Cambodia’s prime minister Hun Sen has repeatedly stated that he does not want any additional subjects to be tried in the court that is officially called Extraordinary Chambers in the Court of Cambodia (ECCC). Only three perpetrators were sentenced so far; another trial against two of them is ongoing. Meas Muth and Im Chaem are part of case 003 and 004 respectively, which are under investigation. The Khmer Rouge Tribunal was inaugurated in 2006 and is officially tasked with prosecuting the most senior leaders and those most responsible of the atrocities committed under Pol Pot’s regime.

Sources: ECCC, AFP

 

BBC documentary about gang rape banned in India

India has banned a documentary about the 2012 gang rape and murder of a student that had made headlines worldwide. The film called India’s Daughter features an interview with one of the perpetrators, Mukesh Singh, in jail. The rapists, who was sentenced to death, appears unrepentant and blames the victim. India’s home minister Rajnath Singh justified the ban of the broadcast with the allegation that the British film-maker Leslee Udwin had flouted the conditions under which permission was given to interview Singh inside Delhi’s central jail. She denies that.

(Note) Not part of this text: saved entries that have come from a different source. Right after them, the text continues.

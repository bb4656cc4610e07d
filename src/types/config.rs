use crate::types::{ConfigError, ConfigResult};
use std::env;
use std::str::FromStr;

/// ニュースAPIのデフォルトのベースURL
pub const DEFAULT_NEWS_API_BASE_URL: &str = "https://map.juniormininghub.com";
/// 記事一覧エンドポイントのデフォルトパス
pub const DEFAULT_NEWS_API_ARTICLES_PATH: &str = "/api/newsArticlesAll";
pub const DEFAULT_HTTP_TIMEOUT_SECS: u64 = 30;
pub const DEFAULT_MAX_PAGES: u32 = 500;
pub const DEFAULT_BIND_ADDR: &str = "0.0.0.0:3000";

/// アプリケーション設定
///
/// `.env`ファイル（`dotenvy`で読み込み済み）と環境変数から構築する。
#[derive(Debug, Clone, PartialEq, Eq)]
pub struct AppConfig {
    pub database_url: String,
    pub news_api_base_url: String,
    pub news_api_articles_path: String,
    pub http_timeout_secs: u64,
    /// 1回の取り込みで取得する最大ページ数
    pub max_pages: u32,
    pub bind_addr: String,
}

impl AppConfig {
    /// 環境変数から設定を読み込む
    pub fn from_env() -> ConfigResult<Self> {
        Self::from_lookup(|name| env::var(name).ok())
    }

    /// 任意の参照関数から設定を読み込む
    ///
    /// テストでは環境変数を書き換えずにHashMapなどを渡せる。
    pub fn from_lookup<F>(lookup: F) -> ConfigResult<Self>
    where
        F: Fn(&str) -> Option<String>,
    {
        let database_url =
            lookup("DATABASE_URL").ok_or_else(|| ConfigError::missing_env_var("DATABASE_URL"))?;

        let news_api_base_url = lookup("NEWS_API_BASE_URL")
            .unwrap_or_else(|| DEFAULT_NEWS_API_BASE_URL.to_string())
            .trim_end_matches('/')
            .to_string();

        let news_api_articles_path = lookup("NEWS_API_ARTICLES_PATH")
            .unwrap_or_else(|| DEFAULT_NEWS_API_ARTICLES_PATH.to_string());

        let http_timeout_secs = parse_or_default(
            &lookup,
            "NEWS_HTTP_TIMEOUT_SECS",
            DEFAULT_HTTP_TIMEOUT_SECS,
        )?;

        let max_pages = parse_or_default(&lookup, "NEWS_MAX_PAGES", DEFAULT_MAX_PAGES)?;
        if max_pages == 0 {
            return Err(ConfigError::invalid_value(
                "NEWS_MAX_PAGES",
                "1以上を指定してください",
            ));
        }

        let bind_addr = lookup("BIND_ADDR").unwrap_or_else(|| DEFAULT_BIND_ADDR.to_string());

        Ok(Self {
            database_url,
            news_api_base_url,
            news_api_articles_path,
            http_timeout_secs,
            max_pages,
            bind_addr,
        })
    }

    /// 記事一覧エンドポイントの完全なURL
    pub fn articles_url(&self) -> String {
        format!("{}{}", self.news_api_base_url, self.news_api_articles_path)
    }
}

fn parse_or_default<F, T>(lookup: &F, name: &str, default: T) -> ConfigResult<T>
where
    F: Fn(&str) -> Option<String>,
    T: FromStr,
    T::Err: std::fmt::Display,
{
    match lookup(name) {
        Some(raw) => raw
            .trim()
            .parse::<T>()
            .map_err(|e| ConfigError::invalid_value(name, format!("'{}': {}", raw, e))),
        None => Ok(default),
    }
}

Public opinion in India is divided over the question if India’s Daughter should be broadcast. Some women’s-rights activists say that the rapist should not be given a platform to air his misogynist views. Others view the documentary as an eye-opener for Indian society. The family of the student, who was brutally raped by five men on a bus in Delhi and died two weeks later of her injuries, backs the film. The BBC quotes the father as saying everybody should watch it.

After the ban, the BBC aired the documentary on Wednesday in the UK, four days earlier than scheduled. Since then it is available on Youtube and has been watched and shared by many Indians.

Sources: BBC, The Guardian

 

These items were compiled by Katja Dombrowski on the basis of international media coverage.